Saved entries:
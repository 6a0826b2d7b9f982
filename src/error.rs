/// Crate-wide error type.
///
/// Library code returns `EngineError` so callers can match on the failure
/// category described in the error-handling design (input validation,
/// transient vendor error, vendor protocol error, cache error, fatal).
/// Binaries propagate with `anyhow` the way `backfill.rs` already does.
use thiserror::Error;

#[derive(Debug, Error)]
pub enum EngineError {
    #[error("invalid request: {0}")]
    Validation(String),

    #[error("vendor request failed after {attempts} attempt(s): {message}")]
    VendorTransient { attempts: u32, message: String },

    #[error("vendor protocol error: {0}")]
    VendorProtocol(String),

    #[error("cache error: {0}")]
    Cache(String),

    #[error("fatal: {0}")]
    Fatal(String),
}

impl From<rusqlite::Error> for EngineError {
    fn from(e: rusqlite::Error) -> Self {
        EngineError::Cache(e.to_string())
    }
}

impl From<reqwest::Error> for EngineError {
    fn from(e: reqwest::Error) -> Self {
        EngineError::VendorTransient {
            attempts: 1,
            message: e.to_string(),
        }
    }
}

impl From<tokio_tungstenite::tungstenite::Error> for EngineError {
    fn from(e: tokio_tungstenite::tungstenite::Error) -> Self {
        EngineError::VendorTransient {
            attempts: 1,
            message: e.to_string(),
        }
    }
}

impl From<serde_json::Error> for EngineError {
    fn from(e: serde_json::Error) -> Self {
        EngineError::Validation(e.to_string())
    }
}

impl From<chrono::ParseError> for EngineError {
    fn from(e: chrono::ParseError) -> Self {
        EngineError::Validation(e.to_string())
    }
}

pub type Result<T> = std::result::Result<T, EngineError>;
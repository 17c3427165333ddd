//! Idle poll for the SPI link

use embassy_time::{Duration, Ticker};

use crate::link::{BlockLink, SpiDriver};

/// Start an idle transaction every `idle_poll_us` so the co-processor can
/// push data while the host has nothing to send.
pub async fn spi_poll_task<'a, L: BlockLink>(spi: &SpiDriver<'a, L>) -> ! {
    let mut ticker = Ticker::every(Duration::from_micros(u64::from(spi.idle_poll_us().max(1))));
    loop {
        ticker.next().await;
        spi.poll();
    }
}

→ **INSTRUCTIONS TO FOLLOW**
Quote exactly the first line of the entries and every line after it, stopping with the line that contains "u32, message: String".

→ **REPLY**
repository 6a0826b2d7b9f982
filename src/error.rs
/// Crate-wide error type.
///
/// Library code returns `EngineError` so callers can match on the failure
/// category described in the error-handling design (input validation,
/// transient vendor error, vendor protocol error, cache error, fatal).
/// Binaries propagate with `anyhow` the way `backfill.rs` already does.
use thiserror::Error;

#[derive(Debug, Error)]
pub enum EngineError {
    #[error("invalid request: {0}")]
    Validation(String),

    #[error("vendor request failed after {attempts} attempt(s): {message}")]
    VendorTransient { attempts: u32, message: String },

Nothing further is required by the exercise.